■ **ASSIGNMENT**: Return the material unaltered, line by line.

■ **AVAILABLE RECORDS**:
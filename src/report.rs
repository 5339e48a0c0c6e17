use std::fmt::Write;

use chrono::NaiveDate;

use crate::models::{GradeStats, RiskScore, TeachingUnit};
use crate::risk;
use crate::stats;

#[derive(Debug, Clone)]
pub struct UnitSummary<'a> {
    pub unit: &'a TeachingUnit,
    pub stats: GradeStats,
    pub risk: RiskScore,
}

/// Units with their stats and risk, riskiest first. Ties keep entry order.
pub fn summarize_units(units: &[TeachingUnit]) -> Vec<UnitSummary<'_>> {
    let mut summaries: Vec<UnitSummary<'_>> = units
        .iter()
        .map(|unit| {
            let stats = stats::unit_stats(unit);
            UnitSummary {
                unit,
                stats,
                risk: risk::risk_score(unit, &stats),
            }
        })
        .collect();

    summaries.sort_by(|a, b| b.risk.score.cmp(&a.risk.score));
    summaries
}

fn write_stats(output: &mut String, label: &str, stats: &GradeStats) {
    if !stats.has_data() {
        let _ = writeln!(output, "- {label}: no grades yet");
        return;
    }
    let _ = writeln!(
        output,
        "- {}: current {:.2} ({}), worst {:.2}, best {:.2}, weight {}",
        label,
        stats.current,
        stats::average_band(stats.current),
        stats.min,
        stats.max,
        stats.total
    );
}

pub fn build_report(units: &[TeachingUnit], generated_on: NaiveDate) -> String {
    let overall = stats::overall_stats(units);
    let summaries = summarize_units(units);

    let mut output = String::new();

    let _ = writeln!(output, "# Grade Outlook Report");
    let _ = writeln!(output, "Generated on {generated_on}");
    let _ = writeln!(output);
    let _ = writeln!(output, "## Overall Average");

    if summaries.is_empty() {
        let _ = writeln!(output, "No teaching units recorded yet.");
        return output;
    }

    write_stats(&mut output, "All units", &overall);

    let _ = writeln!(output);
    let _ = writeln!(output, "## Units by Risk");

    for summary in summaries.iter() {
        let _ = writeln!(output);
        let _ = writeln!(
            output,
            "### {} (coefficient {})",
            summary.unit.name, summary.unit.coefficient
        );
        let _ = writeln!(
            output,
            "Risk {} / 100, {}: {}",
            summary.risk.score,
            summary.risk.level.as_str(),
            summary.risk.message
        );
        write_stats(&mut output, "Unit", &summary.stats);

        for subject in summary.unit.subjects.iter() {
            let label = format!("{} (coefficient {})", subject.name, subject.coefficient);
            write_stats(&mut output, &label, &stats::subject_stats(subject));
        }

        let direct = summary.unit.direct_grades();
        if !direct.is_empty() {
            let _ = writeln!(output, "- Direct grades:");
            for grade in direct {
                let _ = writeln!(
                    output,
                    "  - {} {} x{}{}",
                    grade.name,
                    grade.value,
                    grade.coefficient,
                    if grade.is_confirmed { " (confirmed)" } else { "" }
                );
            }
        }
    }

    output
}

#[cfg(test)]
mod tests {
    use super::*;
    use crate::seed::seed_units;

    #[test]
    fn riskiest_units_come_first() {
        let units = seed_units();
        let order: Vec<&str> = summarize_units(&units)
            .iter()
            .map(|summary| summary.unit.name.as_str())
            .collect();
        assert_eq!(order, vec!["Languages", "Economics", "Mathematics"]);
    }

    #[test]
    fn report_lists_units_and_subjects() {
        let units = seed_units();
        let date = NaiveDate::from_ymd_opt(2026, 2, 1).unwrap();
        let report = build_report(&units, date);

        assert!(report.starts_with("# Grade Outlook Report\nGenerated on 2026-02-01"));
        assert!(report.contains("### Mathematics (coefficient 6)"));
        assert!(report.contains("Risk 10 / 100, low: stable situation"));
        assert!(report.contains("- Spanish (coefficient 1): no grades yet"));
        assert!(report.contains("  - Oral 10.5/20 x1"));
    }

    #[test]
    fn empty_report_says_so() {
        let date = NaiveDate::from_ymd_opt(2026, 2, 1).unwrap();
        let report = build_report(&[], date);
        assert!(report.contains("No teaching units recorded yet."));
    }
}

■ **SOLUTION**:
filename src/report.rs
repository 5339e48a0c0c6e17
use std::fmt::Write;

use chrono::NaiveDate;

use crate::models::{GradeStats, RiskScore, TeachingUnit};
use crate::risk;
use crate::stats;

#[derive(Debug, Clone)]
pub struct UnitSummary<'a> {
    pub unit: &'a TeachingUnit,
    pub stats: GradeStats,
    pub risk: RiskScore,
}

/// Units with their stats and risk, riskiest first. Ties keep entry order.
pub fn summarize_units(units: &[TeachingUnit]) -> Vec<UnitSummary<'_>> {
    let mut summaries: Vec<UnitSummary<'_>> = units
        .iter()
        .map(|unit| {
            let stats = stats::unit_stats(unit);
            UnitSummary {
                unit,
                stats,
                risk: risk::risk_score(unit, &stats),
            }
        })
        .collect();

    summaries.sort_by(|a, b| b.risk.score.cmp(&a.risk.score));
    summaries
}

fn write_stats(output: &mut String, label: &str, stats: &GradeStats) {
    if !stats.has_data() {
        let _ = writeln!(output, "- {label}: no grades yet");
        return;
    }
    let _ = writeln!(
        output,
        "- {}: current {:.2} ({}), worst {:.2}, best {:.2}, weight {}",
        label,
        stats.current,
        stats::average_band(stats.current),
        stats.min,
        stats.max,
        stats.total
    );
}

pub fn build_report(units: &[TeachingUnit], generated_on: NaiveDate) -> String {
    let overall = stats::overall_stats(units);
    let summaries = summarize_units(units);

    let mut output = String::new();

    let _ = writeln!(output, "# Grade Outlook Report");
    let _ = writeln!(output, "Generated on {generated_on}");
    let _ = writeln!(output);
    let _ = writeln!(output, "## Overall Average");

    if summaries.is_empty() {
        let _ = writeln!(output, "No teaching units recorded yet.");
        return output;
    }

    write_stats(&mut output, "All units", &overall);

    let _ = writeln!(output);
    let _ = writeln!(output, "## Units by Risk");

    for summary in summaries.iter() {
        let _ = writeln!(output);
        let _ = writeln!(
            output,
            "### {} (coefficient {})",
            summary.unit.name, summary.unit.coefficient
        );
        let _ = writeln!(
            output,
            "Risk {} / 100, {}: {}",
            summary.risk.score,
            summary.risk.level.as_str(),
            summary.risk.message
        );
        write_stats(&mut output, "Unit", &summary.stats);

        for subject in summary.unit.subjects.iter() {
            let label = format!("{} (coefficient {})", subject.name, subject.coefficient);
            write_stats(&mut output, &label, &stats::subject_stats(subject));
        }

        let direct = summary.unit.direct_grades();
        if !direct.is_empty() {
            let _ = writeln!(output, "- Direct grades:");
            for grade in direct {
                let _ = writeln!(
                    output,
                    "  - {} {} x{}{}",
                    grade.name,
                    grade.value,
                    grade.coefficient,
                    if grade.is_confirmed { " (confirmed)" } else { "" }
                );
            }
        }
    }

    output
}

#[cfg(test)]
mod tests {
    use super::*;
    use crate::seed::seed_units;

    #[test]
    fn riskiest_units_come_first() {
        let units = seed_units();
        let order: Vec<&str> = summarize_units(&units)
            .iter()
            .map(|summary| summary.unit.name.as_str())
            .collect();
        assert_eq!(order, vec!["Languages", "Economics", "Mathematics"]);
    }

    #[test]
    fn report_lists_units_and_subjects() {
        let units = seed_units();
        let date = NaiveDate::from_ymd_opt(2026, 2, 1).unwrap();
        let report = build_report(&units, date);

        assert!(report.starts_with("# Grade Outlook Report\nGenerated on 2026-02-01"));
        assert!(report.contains("### Mathematics (coefficient 6)"));
        assert!(report.contains("Risk 10 / 100, low: stable situation"));
        assert!(report.contains("- Spanish (coefficient 1): no grades yet"));
        assert!(report.contains("  - Oral 10.5/20 x1"));
    }

    #[test]
    fn empty_report_says_so() {
        let date = NaiveDate::from_ymd_opt(2026, 2, 1).unwrap();
        let report = build_report(&[], date);
        assert!(report.contains("No teaching units recorded yet."));
    }
}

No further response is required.